[Excerpts from a dataset]
|---|
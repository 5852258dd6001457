//! Run strategy selection - what to do with 0, 1, or 2 run arguments
//!
//! The shape of the arguments, together with well-known files in the
//! working directory, decides between delegating to an external project
//! runner, extracting both roles from a single manifest, and resolving an
//! agent/environment pair.

use std::path::{Path, PathBuf};

use tracing::debug;

use crate::error::{AgentryError, Result};
use crate::resolver::ComponentRef;

/// Project descriptor; its presence delegates the whole run
pub const PROJECT_FILE: &str = "Cargo.toml";

/// Main-entry script used for delegation when no descriptor exists
pub const MAIN_ENTRY_FILE: &str = "main.rs";

/// Default agent definition used when nothing else is present
pub const AGENT_DEF_FILE: &str = "agent.rs";

/// Explicit resolution context; the working directory is always carried
/// here, never read implicitly inside the core
#[derive(Debug, Clone)]
pub struct RunContext {
    pub workdir: PathBuf,
}

impl RunContext {
    pub fn new(workdir: impl Into<PathBuf>) -> Self {
        Self {
            workdir: workdir.into(),
        }
    }

    /// Context for the process's current directory, read once at the edge
    pub fn current() -> Result<Self> {
        Ok(Self::new(std::env::current_dir()?))
    }

    /// Resolve a possibly-relative token against the workdir
    pub fn resolve_path(&self, token: &str) -> PathBuf {
        let path = Path::new(token);
        if path.is_absolute() {
            path.to_path_buf()
        } else {
            self.workdir.join(path)
        }
    }
}

/// The selected way of running
#[derive(Debug, Clone, PartialEq, Eq)]
pub enum RunStrategy {
    /// Hand the whole run to the external project runner
    Delegate {
        dir: PathBuf,
        entry_point: Option<String>,
    },
    /// Extract one Agent and one Environment from a single manifest
    SingleFile { path: PathBuf },
    /// Independently resolved agent and environment references
    Pair {
        agent: ComponentRef,
        environment: ComponentRef,
    },
}

/// Select a strategy from the run arguments.
///
/// Fails with a usage error when the argument shape matches nothing.
pub fn select(ctx: &RunContext, args: &[String]) -> Result<RunStrategy> {
    match args {
        [] => select_in_dir(&ctx.workdir),
        [single] => {
            let path = ctx.resolve_path(single);
            if path.is_dir() {
                // Behave as a no-argument run inside that directory
                select_in_dir(&path)
            } else if path.is_file() {
                Ok(RunStrategy::SingleFile { path })
            } else {
                Err(AgentryError::Usage(format!(
                    "`{single}` is neither a directory nor a file; a single run \
                     argument must name one (the file should define your agent)"
                )))
            }
        }
        [agent, environment] => Ok(RunStrategy::Pair {
            agent: ComponentRef::parse(ctx, agent),
            environment: ComponentRef::parse(ctx, environment),
        }),
        _ => Err(AgentryError::Usage(
            "run takes 0, 1, or 2 arguments".to_string(),
        )),
    }
}

/// The no-argument rules, applied inside `dir`
fn select_in_dir(dir: &Path) -> Result<RunStrategy> {
    if dir.join(PROJECT_FILE).is_file() {
        debug!(dir = %dir.display(), "found project descriptor, delegating");
        return Ok(RunStrategy::Delegate {
            dir: dir.to_path_buf(),
            entry_point: None,
        });
    }
    if dir.join(MAIN_ENTRY_FILE).is_file() {
        debug!(dir = %dir.display(), "found main entry, delegating with entry point");
        return Ok(RunStrategy::Delegate {
            dir: dir.to_path_buf(),
            entry_point: Some(MAIN_ENTRY_FILE.to_string()),
        });
    }
    let agent_def = dir.join(AGENT_DEF_FILE);
    if agent_def.is_file() {
        return Ok(RunStrategy::SingleFile { path: agent_def });
    }
    Err(AgentryError::Usage(format!(
        "no runnable artifact in {}: expected one of {PROJECT_FILE}, \
         {MAIN_ENTRY_FILE}, or {AGENT_DEF_FILE}",
        dir.display()
    )))
}

#[cfg(test)]
mod tests {
    use super::*;

    fn touch(dir: &Path, name: &str) {
        std::fs::write(dir.join(name), "").unwrap();
    }

    #[test]
    fn test_no_args_prefers_project_descriptor() {
        let dir = tempfile::tempdir().unwrap();
        touch(dir.path(), PROJECT_FILE);
        touch(dir.path(), MAIN_ENTRY_FILE);
        touch(dir.path(), AGENT_DEF_FILE);
        let ctx = RunContext::new(dir.path());

        let strategy = select(&ctx, &[]).unwrap();
        assert_eq!(
            strategy,
            RunStrategy::Delegate {
                dir: dir.path().to_path_buf(),
                entry_point: None,
            }
        );
    }

    #[test]
    fn test_no_args_falls_back_to_main_entry() {
        let dir = tempfile::tempdir().unwrap();
        touch(dir.path(), MAIN_ENTRY_FILE);
        touch(dir.path(), AGENT_DEF_FILE);
        let ctx = RunContext::new(dir.path());

        let strategy = select(&ctx, &[]).unwrap();
        assert_eq!(
            strategy,
            RunStrategy::Delegate {
                dir: dir.path().to_path_buf(),
                entry_point: Some(MAIN_ENTRY_FILE.to_string()),
            }
        );
    }

    #[test]
    fn test_no_args_falls_through_to_agent_definition() {
        let dir = tempfile::tempdir().unwrap();
        touch(dir.path(), AGENT_DEF_FILE);
        let ctx = RunContext::new(dir.path());

        let strategy = select(&ctx, &[]).unwrap();
        assert_eq!(
            strategy,
            RunStrategy::SingleFile {
                path: dir.path().join(AGENT_DEF_FILE),
            }
        );
    }

    #[test]
    fn test_no_args_empty_directory_is_usage_error() {
        let dir = tempfile::tempdir().unwrap();
        let ctx = RunContext::new(dir.path());

        let err = select(&ctx, &[]).unwrap_err();
        assert!(matches!(err, AgentryError::Usage(_)));
        assert!(err.to_string().contains("no runnable artifact"));
    }

    #[test]
    fn test_one_arg_directory_recurses() {
        let dir = tempfile::tempdir().unwrap();
        let nested = dir.path().join("walker");
        std::fs::create_dir(&nested).unwrap();
        touch(&nested, AGENT_DEF_FILE);
        let ctx = RunContext::new(dir.path());

        let strategy = select(&ctx, &["walker".to_string()]).unwrap();
        assert_eq!(
            strategy,
            RunStrategy::SingleFile {
                path: nested.join(AGENT_DEF_FILE),
            }
        );
    }

    #[test]
    fn test_one_arg_file_is_single_file() {
        let dir = tempfile::tempdir().unwrap();
        touch(dir.path(), "custom.rs");
        let ctx = RunContext::new(dir.path());

        let strategy = select(&ctx, &["custom.rs".to_string()]).unwrap();
        assert_eq!(
            strategy,
            RunStrategy::SingleFile {
                path: dir.path().join("custom.rs"),
            }
        );
    }

    #[test]
    fn test_one_arg_missing_path_is_usage_error() {
        let dir = tempfile::tempdir().unwrap();
        let ctx = RunContext::new(dir.path());

        let err = select(&ctx, &["ghost.rs".to_string()]).unwrap_err();
        assert!(matches!(err, AgentryError::Usage(_)));
    }

    #[test]
    fn test_two_args_mixed_forms() {
        let dir = tempfile::tempdir().unwrap();
        touch(dir.path(), "agent.rs");
        let ctx = RunContext::new(dir.path());

        let strategy = select(
            &ctx,
            &["agent.rs".to_string(), "environment.Corridor".to_string()],
        )
        .unwrap();
        assert_eq!(
            strategy,
            RunStrategy::Pair {
                agent: ComponentRef::File(dir.path().join("agent.rs")),
                environment: ComponentRef::Module("environment.Corridor".to_string()),
            }
        );
    }

    #[test]
    fn test_three_args_is_usage_error() {
        let dir = tempfile::tempdir().unwrap();
        let ctx = RunContext::new(dir.path());
        let args: Vec<String> = ["a", "b", "c"].iter().map(ToString::to_string).collect();

        let err = select(&ctx, &args).unwrap_err();
        assert!(matches!(err, AgentryError::Usage(_)));
    }

    #[test]
    fn test_resolve_path_keeps_absolute_tokens() {
        let ctx = RunContext::new("/work");
        assert_eq!(ctx.resolve_path("/tmp/x.rs"), PathBuf::from("/tmp/x.rs"));
        assert_eq!(ctx.resolve_path("x.rs"), PathBuf::from("/work/x.rs"));
    }
}
//! Execution engine - the three loops that drive an assembled agent
//!
//! Fail fast, no recovery: none of the loops catches or retries an error
//! from a role implementation. The first failure aborts the loop and
//! propagates to the caller unmodified.

use std::time::Duration;

use anyhow::{ensure, Result};
use chrono::{DateTime, Utc};
use serde::Serialize;
use tokio::time::MissedTickBehavior;
use tracing::{debug, info};
use uuid::Uuid;

use crate::roles::Agent;

/// Pacing and termination bounds for the timed run loop
#[derive(Debug, Clone, Copy, PartialEq, Eq)]
pub struct LoopBudget {
    /// Target `advance()` frequency in Hz
    pub hz: u32,
    /// Hard stop after this many calls, independent of the agent's own
    /// completion signal
    pub max_iters: Option<u64>,
}

impl Default for LoopBudget {
    fn default() -> Self {
        Self {
            hz: 40,
            max_iters: None,
        }
    }
}

/// Why the timed run loop stopped
#[derive(Debug, Clone, Copy, PartialEq, Eq, Serialize)]
#[serde(rename_all = "snake_case")]
pub enum StopReason {
    /// The agent signalled completion
    Completed,
    /// The iteration cap was reached first
    IterationLimit,
}

impl std::fmt::Display for StopReason {
    fn fmt(&self, f: &mut std::fmt::Formatter<'_>) -> std::fmt::Result {
        match self {
            StopReason::Completed => write!(f, "completed"),
            StopReason::IterationLimit => write!(f, "iteration limit"),
        }
    }
}

/// Summary of one timed run
#[derive(Debug, Clone, Serialize)]
pub struct RunReport {
    pub run_id: Uuid,
    pub started_at: DateTime<Utc>,
    pub finished_at: DateTime<Utc>,
    pub steps: u64,
    pub stop: StopReason,
}

/// Call `agent.train()` exactly `iters` times, sequentially
pub fn train(agent: &mut dyn Agent, iters: u64) -> Result<()> {
    for iteration in 0..iters {
        debug!(iteration, "training");
        agent.train()?;
    }
    info!(iters, "training complete");
    Ok(())
}

/// Step the agent until it signals completion; returns the step count.
///
/// The count includes the final, completing call. No iteration bound is
/// imposed: an agent that never completes runs forever.
pub fn test(agent: &mut dyn Agent) -> Result<u64> {
    let mut steps: u64 = 0;
    loop {
        let done = agent.advance()?;
        steps += 1;
        if done {
            info!(steps, "agent finished");
            return Ok(steps);
        }
    }
}

/// Step the agent at a target frequency until it completes or the
/// iteration cap is reached, whichever comes first.
///
/// Pacing aims for a constant `1/hz` interval between advances. A slow
/// `advance()` causes drift; missed ticks are delayed, never compensated
/// for by bursting extra calls.
pub async fn run(agent: &mut dyn Agent, budget: &LoopBudget) -> Result<RunReport> {
    ensure!(budget.hz > 0, "run frequency must be positive");

    let run_id = Uuid::new_v4();
    let started_at = Utc::now();
    let period = Duration::from_secs_f64(1.0 / f64::from(budget.hz));
    let mut ticker = tokio::time::interval(period);
    ticker.set_missed_tick_behavior(MissedTickBehavior::Delay);

    info!(%run_id, hz = budget.hz, max_iters = ?budget.max_iters, "run started");

    let mut steps: u64 = 0;
    let stop = loop {
        if let Some(max_iters) = budget.max_iters {
            if steps >= max_iters {
                break StopReason::IterationLimit;
            }
        }
        ticker.tick().await;
        let done = agent.advance()?;
        steps += 1;
        if done {
            break StopReason::Completed;
        }
    };

    let report = RunReport {
        run_id,
        started_at,
        finished_at: Utc::now(),
        steps,
        stop,
    };
    info!(%run_id, steps, stop = ?stop, "run finished");
    Ok(report)
}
|---|
**WHAT YOU SHOULD DO:** Return each line of the data where the word "completes" appears.

**RESPONSE:**
/// imposed: an agent that never completes runs forever.
/// Step the agent at a target frequency until it completes or the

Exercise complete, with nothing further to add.